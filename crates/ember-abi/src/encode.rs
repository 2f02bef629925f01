//! ABI encoding with strict head/tail layout.
//!
//! The head region holds one 32-byte slot per parameter; dynamic
//! parameters put a byte offset there and their payload in the tail.
//! Nested composites open a fresh head/tail scope, so offsets are always
//! relative to the enclosing tuple start.

use ember_primitives::U256;

use crate::{AbiError, I256, ParamType, Token};

/// Encode a value tuple against a type tuple
pub fn encode(types: &[ParamType], tokens: &[Token]) -> Result<Vec<u8>, AbiError> {
    encode_params(types, tokens)
}

/// Encode a function call: 4-byte selector followed by the tuple encoding
pub fn encode_function_call(
    selector: [u8; 4],
    types: &[ParamType],
    tokens: &[Token],
) -> Result<Vec<u8>, AbiError> {
    let mut out = selector.to_vec();
    out.extend(encode_params(types, tokens)?);
    Ok(out)
}

fn encode_params(types: &[ParamType], tokens: &[Token]) -> Result<Vec<u8>, AbiError> {
    if types.len() != tokens.len() {
        return Err(AbiError::invalid(format!(
            "expected {} values, got {}",
            types.len(),
            tokens.len()
        )));
    }

    let head_size: usize = types.iter().map(head_length).sum();
    let mut head = Vec::with_capacity(head_size);
    let mut tail = Vec::new();

    for (kind, token) in types.iter().zip(tokens.iter()) {
        if kind.is_dynamic() {
            head.extend(u256_word(U256::from(head_size + tail.len())));
            tail.extend(encode_single(kind, token)?);
        } else {
            head.extend(encode_single(kind, token)?);
        }
    }

    head.extend(tail);
    Ok(head)
}

/// Head slot width of a type: static composites inline their components,
/// everything else takes one 32-byte slot
fn head_length(kind: &ParamType) -> usize {
    match kind {
        ParamType::FixedArray(inner, size) if !inner.is_dynamic() => head_length(inner) * size,
        ParamType::Tuple(types) if !kind.is_dynamic() => types.iter().map(head_length).sum(),
        _ => 32,
    }
}

fn encode_single(kind: &ParamType, token: &Token) -> Result<Vec<u8>, AbiError> {
    match (kind, token) {
        (ParamType::Address, Token::Address(addr)) => {
            let mut word = [0u8; 32];
            word[12..].copy_from_slice(addr.as_bytes());
            Ok(word.to_vec())
        }
        (ParamType::Uint(bits), Token::Uint(value)) => {
            if value.bits() > *bits {
                return Err(AbiError::invalid(format!(
                    "value {} does not fit uint{}",
                    value, bits
                )));
            }
            Ok(u256_word(*value))
        }
        (ParamType::Int(bits), Token::Int(value)) => encode_int(*bits, value),
        (ParamType::Bool, Token::Bool(b)) => {
            let mut word = [0u8; 32];
            word[31] = *b as u8;
            Ok(word.to_vec())
        }
        (ParamType::FixedBytes(size), Token::FixedBytes(data)) => {
            if data.len() != *size {
                return Err(AbiError::invalid(format!(
                    "expected bytes{}, got {} bytes",
                    size,
                    data.len()
                )));
            }
            let mut word = [0u8; 32];
            word[..data.len()].copy_from_slice(data);
            Ok(word.to_vec())
        }
        (ParamType::Bytes, Token::Bytes(data)) => Ok(encode_byte_string(data)),
        (ParamType::String, Token::String(s)) => Ok(encode_byte_string(s.as_bytes())),
        (ParamType::Array(inner), Token::Array(tokens)) => {
            let mut out = u256_word(U256::from(tokens.len()));
            let inner_types = vec![(**inner).clone(); tokens.len()];
            out.extend(encode_params(&inner_types, tokens)?);
            Ok(out)
        }
        (ParamType::FixedArray(inner, size), Token::FixedArray(tokens)) => {
            if tokens.len() != *size {
                return Err(AbiError::invalid(format!(
                    "expected {} elements, got {}",
                    size,
                    tokens.len()
                )));
            }
            let inner_types = vec![(**inner).clone(); tokens.len()];
            encode_params(&inner_types, tokens)
        }
        (ParamType::Tuple(components), Token::Tuple(tokens)) => encode_params(components, tokens),
        (kind, token) => Err(AbiError::invalid(format!(
            "value {:?} does not match type {}",
            token,
            kind.canonical()
        ))),
    }
}

fn encode_int(bits: usize, value: &I256) -> Result<Vec<u8>, AbiError> {
    let limit_bits = bits - 1;
    let in_range = if value.negative {
        // -2^(bits-1) is representable
        value.abs <= (U256::one() << limit_bits)
    } else {
        value.abs.bits() <= limit_bits
    };
    if !in_range {
        return Err(AbiError::invalid(format!(
            "value {} does not fit int{}",
            value.to_decimal(),
            bits
        )));
    }

    if value.negative {
        // two's complement: !abs + 1, sign-extended with 0xff
        let abs = u256_word(value.abs);
        let mut word = [0u8; 32];
        for i in 0..32 {
            word[i] = !abs[i];
        }
        let mut carry = 1u16;
        for i in (0..32).rev() {
            let sum = word[i] as u16 + carry;
            word[i] = sum as u8;
            carry = sum >> 8;
        }
        Ok(word.to_vec())
    } else {
        Ok(u256_word(value.abs))
    }
}

/// Length word followed by the data, right-padded to a 32-byte multiple
fn encode_byte_string(data: &[u8]) -> Vec<u8> {
    let mut out = u256_word(U256::from(data.len()));
    let padded_len = data.len().div_ceil(32) * 32;
    let mut padded = vec![0u8; padded_len];
    padded[..data.len()].copy_from_slice(data);
    out.extend(padded);
    out
}

pub(crate) fn u256_word(value: U256) -> Vec<u8> {
    let mut word = [0u8; 32];
    value.to_big_endian(&mut word);
    word.to_vec()
}
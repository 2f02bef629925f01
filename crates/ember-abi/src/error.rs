//! ABI error types

use thiserror::Error;

/// ABI operation error.
///
/// `BadData` covers malformed on-wire bytes (wrong length, out-of-range
/// offset, invalid UTF-8); `InvalidArgument` covers caller mistakes
/// (unknown fragment, wrong arity, out-of-range values).
#[derive(Debug, Error)]
pub enum AbiError {
    /// Malformed encoded data
    #[error("bad data: {0}")]
    BadData(String),

    /// Caller-supplied value fails a precondition
    #[error("invalid argument: {0}")]
    InvalidArgument(String),
}

impl AbiError {
    /// Shorthand for a `BadData` error
    pub fn bad_data(msg: impl Into<String>) -> Self {
        AbiError::BadData(msg.into())
    }

    /// Shorthand for an `InvalidArgument` error
    pub fn invalid(msg: impl Into<String>) -> Self {
        AbiError::InvalidArgument(msg.into())
    }
}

○ ○ ○ ○ ○ ○ ○

[Work item]: Among the entries above, copy exactly only the lines starting with the one containing "kind.canonical()" and going through the one containing "a 32-byte multiple", both ends included.

[Result of this task]:
            kind.canonical()
        ))),
    }
}

fn encode_int(bits: usize, value: &I256) -> Result<Vec<u8>, AbiError> {
    let limit_bits = bits - 1;
    let in_range = if value.negative {
        // -2^(bits-1) is representable
        value.abs <= (U256::one() << limit_bits)
    } else {
        value.abs.bits() <= limit_bits
    };
    if !in_range {
        return Err(AbiError::invalid(format!(
            "value {} does not fit int{}",
            value.to_decimal(),
            bits
        )));
    }

    if value.negative {
        // two's complement: !abs + 1, sign-extended with 0xff
        let abs = u256_word(value.abs);
        let mut word = [0u8; 32];
        for i in 0..32 {
            word[i] = !abs[i];
        }
        let mut carry = 1u16;
        for i in (0..32).rev() {
            let sum = word[i] as u16 + carry;
            word[i] = sum as u8;
            carry = sum >> 8;
        }
        Ok(word.to_vec())
    } else {
        Ok(u256_word(value.abs))
    }
}

/// Length word followed by the data, right-padded to a 32-byte multiple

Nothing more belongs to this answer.